An AI-powered prediction market could provide scientists with an efficient and cost-effective tool to solve the reproducibility problem, reports a team of researchers. Image Credit: National Cancer Institute/Unsplash.

Currently, a group of scientists express that the development of a prediction market, where artificially intelligent (AI) agents provide predictions – or bets – on putative replication studies, could lead to an explainable and scalable method for predict trust in published academic work.

The replication of studies and experiments, an essential step in the scientific process, gives confidence in the results and specifies whether they can be generalized across contexts, according to Penn State University‘s (PSU) Assistant Professor of Information Science and Technology, Sarah Rajtmajer.

As experiments become increasingly multifaceted, expensive, and laborious, researchers increasingly lack the resources for robust replication efforts – often referred to as a “replication crisis.

As scientists, we want to do work and we want to know that our work is good. Our approach to help solve the replication crisis is to use AI to help predict whether a discovery would replicate if repeated and why.

Sarah Rajtmajer, Assistant Professor of Information Science and Technology, Penn State University

Rajtmajer is also a research associate at the Rock Ethics Institute and an associate at the Institute for Computational and Data Sciences.

Crowdsourced prediction markets can be compared to betting shops to help estimate everyday life events, instead of the results of football matches or horse races. These markets are already being used to help predict a wide range of things, from elections to infectious virus spreads.

What inspired us was the success of prediction markets in this exact task – that is, when you place researchers in a market and give them money to bet on the results replications, they’re pretty good at it. But human-run prediction markets are expensive and slow. And ideally, you should be running replications alongside the market so that there is ground truth that researchers are betting on. It just isn’t to scale.

Sarah Rajtmajer, Assistant Professor of Information Science and Technology, Penn State University

A bot-based method scales and provides some explainability of its results based on the business patterns and characteristics of the articles and claims that affected the behavior of the bots.

In the team’s method, the bots learn to identify essential features of scientific research articles – such as statistics, authors and institutions, and downline mentions, linguistic clues and parallel studies in the literature – then to assess the confidence that the study is strong enough to be replicated in future studies.

Similar to a human betting on the outcome of a sporting event, the bot places a bet on its confidence level. The results of AI-driven robots are akin to bets placed in human predictions.

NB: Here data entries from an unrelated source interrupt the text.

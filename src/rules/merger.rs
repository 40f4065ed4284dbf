//! Merger resolution.
//!
//! A merger spans several actions and lives in
//! `GamePhase::ResolvingMerger` until it is done:
//!
//! 1. **Survivor.** The largest merging chain survives. If two or more tie
//!    for largest, the mergemaker picks one with `ChooseMergerSurvivor`.
//! 2. **Defunct chains**, largest first. For each:
//!    - bonuses are paid at once;
//!    - every holder, starting with the mergemaker and going round the table,
//!      submits `HandleDefunctStock`; a chain nobody holds is skipped.
//! 3. **Finalize.** The survivor takes every defunct tile plus the pending
//!    tiles, defunct chains reset, and the mergemaker goes on to buy stocks.
//!
//! The shareholder order for each defunct chain starts again from the
//! mergemaker rather than from wherever the previous chain's round ended.

use smallvec::SmallVec;
use tracing::info;

use super::scoring::pay_bonuses;
use crate::board::Tile;
use crate::core::config::TRADE_RATIO;
use crate::core::{ActionError, GameEvent, GamePhase, GameState, MergerState, PlayerId};
use crate::market::{stock_price, ChainName};

/// Holders of `chain`, in turn order starting at `start`.
#[must_use]
pub fn shareholder_order(
    state: &GameState,
    chain: ChainName,
    start: PlayerId,
) -> SmallVec<[PlayerId; 6]> {
    state
        .players
        .rotation_from(start)
        .filter(|&id| state.players[id].shares(chain) > 0)
        .collect()
}

/// Begin a merger triggered by `tile`. The tile is already on the board,
/// unincorporated.
pub(crate) fn start_merger(
    state: &mut GameState,
    mergemaker: PlayerId,
    tile: Tile,
    chains: &[ChainName],
    pending_tiles: Vec<Tile>,
) {
    let mut merging: SmallVec<[ChainName; 4]> = SmallVec::from_slice(chains);
    merging.sort_by(|a, b| {
        state
            .chain_size(*b)
            .cmp(&state.chain_size(*a))
            .then(a.cmp(b))
    });

    let largest = state.chain_size(merging[0]);
    let candidates: SmallVec<[ChainName; 4]> = merging
        .iter()
        .copied()
        .filter(|&c| state.chain_size(c) == largest)
        .collect();

    state.log(GameEvent::MergerStarted {
        player: mergemaker,
        tile,
        chains: merging.to_vec(),
    });

    let merger = MergerState {
        mergemaker,
        triggering_tile: tile,
        merging,
        candidates,
        survivor: None,
        defunct: SmallVec::new(),
        defunct_index: 0,
        shareholders: SmallVec::new(),
        shareholder_index: 0,
        pending_tiles,
    };

    if merger.candidates.len() > 1 {
        state.phase = GamePhase::ResolvingMerger(merger);
    } else {
        let survivor = merger.merging[0];
        set_survivor(state, merger, survivor);
    }
}

/// Break a size tie by naming the survivor.
pub(crate) fn choose_survivor(
    state: &mut GameState,
    mut merger: MergerState,
    chain: ChainName,
) -> Result<(), ActionError> {
    if !merger.candidates.contains(&chain) {
        return Err(ActionError::SurvivorNotTied(chain));
    }
    merger.candidates.clear();
    set_survivor(state, merger, chain);
    Ok(())
}

fn set_survivor(state: &mut GameState, mut merger: MergerState, survivor: ChainName) {
    merger.survivor = Some(survivor);
    merger.defunct = merger
        .merging
        .iter()
        .copied()
        .filter(|&c| c != survivor)
        .collect();
    merger.defunct_index = 0;
    state.log(GameEvent::SurvivorChosen { chain: survivor });
    advance(state, merger, survivor);
}

/// Pay bonuses for the current defunct chain and find its shareholders,
/// skipping chains nobody holds. Finalizes once no defunct chain is left.
fn advance(state: &mut GameState, mut merger: MergerState, survivor: ChainName) {
    while let Some(defunct) = merger.current_defunct() {
        pay_bonuses(state, defunct);

        let order = shareholder_order(state, defunct, merger.mergemaker);
        if !order.is_empty() {
            merger.shareholders = order;
            merger.shareholder_index = 0;
            state.phase = GamePhase::ResolvingMerger(merger);
            return;
        }

        state.log(GameEvent::NoShareholders { chain: defunct });
        merger.defunct_index += 1;
    }

    finalize(state, merger, survivor);
}

/// Apply one shareholder's hold/sell/trade decision for the current defunct
/// chain. `player` must already be checked as the expected shareholder.
pub(crate) fn handle_defunct_stock(
    state: &mut GameState,
    mut merger: MergerState,
    player: PlayerId,
    hold: u8,
    sell: u8,
    trade: u8,
) -> Result<(), ActionError> {
    let (Some(survivor), Some(defunct)) = (merger.survivor, merger.current_defunct()) else {
        return Err(ActionError::WrongPhase {
            action: "handle-defunct-stock",
            phase: state.phase.name(),
        });
    };

    let held = state.players[player].shares(defunct);
    let traded_in = u32::from(trade) * u32::from(TRADE_RATIO);
    if u32::from(hold) + u32::from(sell) + traded_in != u32::from(held) {
        return Err(ActionError::InvalidStockAllocationSum {
            hold,
            sell,
            trade,
            held,
        });
    }

    let available = state.market.available(survivor);
    if trade > available {
        return Err(ActionError::InsufficientMarketStockForTrade {
            chain: survivor,
            requested: trade,
            available,
        });
    }

    // traded_in <= held, so it fits in a u8.
    let traded_in = traded_in as u8;
    let proceeds = stock_price(defunct, state.chain_size(defunct)) * u32::from(sell);

    let seat = &mut state.players[player];
    seat.cash += proceeds;
    seat.stocks[defunct] = hold;
    seat.stocks[survivor] += trade;

    state.market.deposit(defunct, sell + traded_in);
    state.market.withdraw(survivor, trade);

    if sell > 0 {
        state.log(GameEvent::SharesSold {
            player,
            chain: defunct,
            count: sell,
            proceeds,
        });
    }
    if trade > 0 {
        state.log(GameEvent::SharesTraded {
            player,
            defunct,
            survivor,
            received: trade,
        });
    }
    if hold > 0 {
        state.log(GameEvent::SharesHeld {
            player,
            chain: defunct,
            count: hold,
        });
    }

    merger.shareholder_index += 1;
    if merger.shareholder_index < merger.shareholders.len() {
        state.phase = GamePhase::ResolvingMerger(merger);
    } else {
        merger.defunct_index += 1;
        advance(state, merger, survivor);
    }
    Ok(())
}

/// Fold every defunct chain and the pending tiles into the survivor.
fn finalize(state: &mut GameState, merger: MergerState, survivor: ChainName) {
    let mut absorbed: Vec<Tile> = merger.pending_tiles;
    for &defunct in &merger.defunct {
        absorbed.extend(state.chains[defunct].tiles.iter().copied());
        state.chains[defunct].dissolve();
    }

    state.board.assign_chain(&absorbed, survivor);
    state.chains[survivor].absorb(absorbed);

    let size = state.chain_size(survivor);
    info!(
        survivor = %survivor,
        size,
        defunct = merger.defunct.len(),
        "merger complete"
    );
    state.log(GameEvent::MergerCompleted { survivor, size });
    state.phase = GamePhase::BuyingStocks;
}

#[cfg(test)]
mod tests {
    use super::*;
    use crate::core::{AcquireConfig, GameRng};
    use crate::rules::new_game;

    fn t(id: &str) -> Tile {
        id.parse().unwrap()
    }

    fn state(players: usize) -> GameState {
        new_game(&AcquireConfig::new(players), &mut GameRng::new(9)).unwrap()
    }

    fn put_chain(state: &mut GameState, chain: ChainName, ids: &[&str]) {
        let tiles: Vec<Tile> = ids.iter().map(|id| t(id)).collect();
        for &tile in &tiles {
            state.board.place(tile, Some(chain));
        }
        state.chains[chain].found(tiles);
    }

    fn give(state: &mut GameState, seat: u8, chain: ChainName, count: u8) {
        assert!(state.market.withdraw(chain, count));
        state.players[PlayerId::new(seat)].stocks[chain] += count;
    }

    fn merger(state: &GameState) -> MergerState {
        state.merger().cloned().unwrap()
    }

    #[test]
    fn test_shareholder_order_rotates_from_mergemaker() {
        let mut s = state(4);
        give(&mut s, 0, ChainName::Tower, 1);
        give(&mut s, 1, ChainName::Tower, 2);
        give(&mut s, 3, ChainName::Tower, 1);

        let order = shareholder_order(&s, ChainName::Tower, PlayerId::new(2));
        assert_eq!(
            order.as_slice(),
            &[PlayerId::new(3), PlayerId::new(0), PlayerId::new(1)]
        );
    }

    #[test]
    fn test_unequal_merger_picks_largest() {
        let mut s = state(2);
        put_chain(&mut s, ChainName::Tower, &["1A", "2A", "3A"]);
        put_chain(&mut s, ChainName::Luxor, &["5A", "6A"]);
        give(&mut s, 1, ChainName::Luxor, 2);
        s.board.place(t("4A"), None);

        start_merger(&mut s, PlayerId::new(0), t("4A"), &[ChainName::Luxor, ChainName::Tower], vec![t("4A")]);

        let m = merger(&s);
        assert_eq!(m.survivor, Some(ChainName::Tower));
        assert_eq!(m.defunct.as_slice(), &[ChainName::Luxor]);
        assert_eq!(m.current_shareholder(), Some(PlayerId::new(1)));
        // Sole Luxor holder at size 2: 2000 + 1000.
        assert_eq!(s.player(PlayerId::new(1)).cash, 9000);
    }

    #[test]
    fn test_tie_waits_for_survivor() {
        let mut s = state(2);
        put_chain(&mut s, ChainName::Tower, &["1A", "2A"]);
        put_chain(&mut s, ChainName::Luxor, &["4A", "5A"]);
        s.board.place(t("3A"), None);

        start_merger(&mut s, PlayerId::new(0), t("3A"), &[ChainName::Tower, ChainName::Luxor], vec![t("3A")]);

        let m = merger(&s);
        assert!(m.awaiting_survivor());
        assert_eq!(m.candidates.len(), 2);

        let err = choose_survivor(&mut s.clone(), m.clone(), ChainName::American).unwrap_err();
        assert_eq!(err.code(), "survivor-not-tied");

        // Nobody holds Tower, so choosing Luxor finalizes immediately.
        choose_survivor(&mut s, m, ChainName::Luxor).unwrap();
        assert_eq!(s.phase, GamePhase::BuyingStocks);
        assert_eq!(s.chain_size(ChainName::Luxor), 5);
        assert!(!s.chain(ChainName::Tower).active);
        assert_eq!(s.board.chain_at(t("1A")), Some(ChainName::Luxor));
    }

    #[test]
    fn test_defunct_decision_moves_shares() {
        let mut s = state(3);
        put_chain(&mut s, ChainName::Imperial, &["1A", "2A", "3A", "4A"]);
        put_chain(&mut s, ChainName::Tower, &["6A", "7A"]);
        give(&mut s, 0, ChainName::Tower, 5);
        give(&mut s, 2, ChainName::Tower, 2);
        s.board.place(t("5A"), None);

        start_merger(&mut s, PlayerId::new(0), t("5A"), &[ChainName::Imperial, ChainName::Tower], vec![t("5A")]);
        let cash_before = s.player(PlayerId::new(0)).cash;

        let m = merger(&s);
        let err = handle_defunct_stock(&mut s.clone(), m.clone(), PlayerId::new(0), 1, 1, 1).unwrap_err();
        assert_eq!(err.code(), "invalid-stock-allocation-sum");

        handle_defunct_stock(&mut s, m, PlayerId::new(0), 1, 2, 1).unwrap();
        let p0 = s.player(PlayerId::new(0));
        assert_eq!(p0.shares(ChainName::Tower), 1);
        assert_eq!(p0.shares(ChainName::Imperial), 1);
        assert_eq!(p0.cash, cash_before + 2 * 200);
        assert_eq!(s.market.available(ChainName::Imperial), 24);
        // 25 - 7 issued + 2 sold + 2 traded in.
        assert_eq!(s.market.available(ChainName::Tower), 22);

        let m = merger(&s);
        assert_eq!(m.current_shareholder(), Some(PlayerId::new(2)));
        handle_defunct_stock(&mut s, m, PlayerId::new(2), 2, 0, 0).unwrap();

        assert_eq!(s.phase, GamePhase::BuyingStocks);
        assert_eq!(s.chain_size(ChainName::Imperial), 7);
        assert_eq!(s.chain(ChainName::Tower), &crate::market::Chain::default());
    }

    #[test]
    fn test_trade_capped_by_survivor_stock() {
        let mut s = state(2);
        put_chain(&mut s, ChainName::Festival, &["1A", "2A", "3A"]);
        put_chain(&mut s, ChainName::Luxor, &["5A", "6A"]);
        give(&mut s, 1, ChainName::Festival, 24);
        give(&mut s, 0, ChainName::Luxor, 4);
        s.board.place(t("4A"), None);

        start_merger(&mut s, PlayerId::new(0), t("4A"), &[ChainName::Festival, ChainName::Luxor], vec![t("4A")]);
        let m = merger(&s);

        let err = handle_defunct_stock(&mut s.clone(), m.clone(), PlayerId::new(0), 0, 0, 2).unwrap_err();
        assert_eq!(err.code(), "insufficient-market-stock-for-trade");

        handle_defunct_stock(&mut s, m, PlayerId::new(0), 0, 2, 1).unwrap();
        assert_eq!(s.market.available(ChainName::Festival), 0);
    }

    #[test]
    fn test_three_way_merger_processes_largest_defunct_first() {
        let mut s = state(2);
        put_chain(&mut s, ChainName::Continental, &["5A", "5B", "5C", "4B"]);
        put_chain(&mut s, ChainName::Tower, &["7B", "8B", "9B"]);
        put_chain(&mut s, ChainName::Luxor, &["6C", "6D"]);
        give(&mut s, 1, ChainName::Tower, 1);
        give(&mut s, 1, ChainName::Luxor, 1);
        s.board.place(t("6B"), None);

        start_merger(
            &mut s,
            PlayerId::new(0),
            t("6B"),
            &[ChainName::Luxor, ChainName::Tower, ChainName::Continental],
            vec![t("6B")],
        );

        let m = merger(&s);
        assert_eq!(m.defunct.as_slice(), &[ChainName::Tower, ChainName::Luxor]);
        assert_eq!(m.current_defunct(), Some(ChainName::Tower));

        handle_defunct_stock(&mut s, m, PlayerId::new(1), 1, 0, 0).unwrap();
        let m = merger(&s);
        assert_eq!(m.current_defunct(), Some(ChainName::Luxor));
        assert_eq!(m.current_shareholder(), Some(PlayerId::new(1)));

        handle_defunct_stock(&mut s, m, PlayerId::new(1), 0, 1, 0).unwrap();
        assert_eq!(s.phase, GamePhase::BuyingStocks);
        assert_eq!(s.chain_size(ChainName::Continental), 10);
    }
}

C. Lee Giles, David Reese Professor at the College of Information Science and Technology, PSU, said that although prediction markets based on human contributors are popular and have been used effectively in a number of fields, Prediction markets are unique in examining search results. .

“That’s probably the interesting and unique thing we’re doing here,” said Giles, who is also associated with ICDS. “We have already seen that humans are quite good at using prediction markets. But, here we are using bots for our marketplace which is a bit unusual and quite fun.

According to the scientists, who reported their findings at a recent Association for the Advancement of Artificial Intelligence conference, the system offered confidence scores for around 68 of the 192 papers – or around 35%. – articles that have been reproduced in due time. , or ground truth replication research. On this set of articles, the accuracy was about 90%.

Since humans tend to better predict the reproducibility of research and bots can operate at large scale, Giles and Rajtmajer propose that a hybrid method – humans and bots pairing together – may offer the best of both worlds: a system that would include greater precision but would still be scalable.

Perhaps we can train the bots in the presence of human traders from time to time and then deploy them offline when we need a quick result or when we need large-scale replication efforts. Moreover, we can create robot markets that also take advantage of this intangible human wisdom. It’s something we’re working on right now.

Sarah Rajtmajer, Assistant Professor of Information Science and Technology, Penn State University

The PIs for the project are: Christopher Griffin, Applied Research Laboratory; James Caverlee; professor of computer science at Texas A&M; Jian Wu, assistant professor of computer science at Old Dominion University; Anthony Kwasnica, Professor of Business Economics; Anna Squicciarini, Frymoyer Chair in Information Science and Technology; and David Pennock, director of DIMACS and professor of computer science at Rutgers University.

The study received funding from DARPA’s Systematizing Confidence in Open Research and Evidence (SCORE) program.